▸ **About this exercise**
When you reach the listing below, copy each line exactly.

▸ **Materials provided**
--- START ---

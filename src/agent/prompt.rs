pub fn diagnosis_prompt(error_logs: &str) -> String {
    format!(
        r#"You are an expert DevOps engineer. Analyze this GitHub Actions error:

{error_logs}

Provide:
1. What type of error is this? (dependency, syntax, configuration, etc.)
2. Which file likely has the problem?
3. What specifically went wrong?

Be concise and specific. Respond with only a JSON object, no surrounding prose:
{{
    "error_type": "...",
    "failed_file": "...",
    "analysis": "..."
}}"#
    )
}

pub fn fix_prompt(file_path: &str, file_content: &str, error_analysis: &str, error_logs: &str) -> String {
    format!(
        r#"You are an expert DevOps engineer. Here's a failed file and error analysis:

FILE: {file_path}
FILE CONTENT:
{file_content}

ERROR ANALYSIS:
{error_analysis}

ERROR LOGS:
{error_logs}

Generate a fixed version of the file. Provide:
1. The complete corrected file content
2. Explanation of what you changed and why

Respond with only a JSON object, no surrounding prose:
{{
    "fixed_content": "...",
    "explanation": "..."
}}"#
    )
}

pub fn pull_request_body(failed_file: &str, error_analysis: &str, fix_explanation: &str) -> String {
    format!(
        r#"## 🤖 Automated Fix

**Error Analysis:**
{error_analysis}

**What I Changed:**
{fix_explanation}

**File Fixed:**
`{failed_file}`

---
*This PR was automatically created by pipeline-healer*
*Please review the changes before merging!*"#
    )
}

pub fn pull_request_title(failed_file: &str) -> String {
    format!("🤖 Auto-fix: {failed_file}")
}

/// Commit message built from the first `max_chars` characters of the analysis.
pub fn commit_message(error_analysis: &str, max_chars: usize) -> String {
    let summary: String = error_analysis.chars().take(max_chars).collect();
    format!("🤖 Auto-fix: {summary}")
}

--- END ---

▸ **Task result**
filename src/agent/prompt.rs
pub fn diagnosis_prompt(error_logs: &str) -> String {
    format!(
        r#"You are an expert DevOps engineer. Analyze this GitHub Actions error:

{error_logs}

Provide:
1. What type of error is this? (dependency, syntax, configuration, etc.)
2. Which file likely has the problem?
3. What specifically went wrong?

Be concise and specific. Respond with only a JSON object, no surrounding prose:
{{
    "error_type": "...",
    "failed_file": "...",
    "analysis": "..."
}}"#
    )
}

pub fn fix_prompt(file_path: &str, file_content: &str, error_analysis: &str, error_logs: &str) -> String {
    format!(
        r#"You are an expert DevOps engineer. Here's a failed file and error analysis:

FILE: {file_path}
FILE CONTENT:
{file_content}

ERROR ANALYSIS:
{error_analysis}

ERROR LOGS:
{error_logs}

Generate a fixed version of the file. Provide:
1. The complete corrected file content
2. Explanation of what you changed and why

Respond with only a JSON object, no surrounding prose:
{{
    "fixed_content": "...",
    "explanation": "..."
}}"#
    )
}

pub fn pull_request_body(failed_file: &str, error_analysis: &str, fix_explanation: &str) -> String {
    format!(
        r#"## 🤖 Automated Fix

**Error Analysis:**
{error_analysis}

**What I Changed:**
{fix_explanation}

**File Fixed:**
`{failed_file}`

---
*This PR was automatically created by pipeline-healer*
*Please review the changes before merging!*"#
    )
}

pub fn pull_request_title(failed_file: &str) -> String {
    format!("🤖 Auto-fix: {failed_file}")
}

/// Commit message built from the first `max_chars` characters of the analysis.
pub fn commit_message(error_analysis: &str, max_chars: usize) -> String {
    let summary: String = error_analysis.chars().take(max_chars).collect();
    format!("🤖 Auto-fix: {summary}")
}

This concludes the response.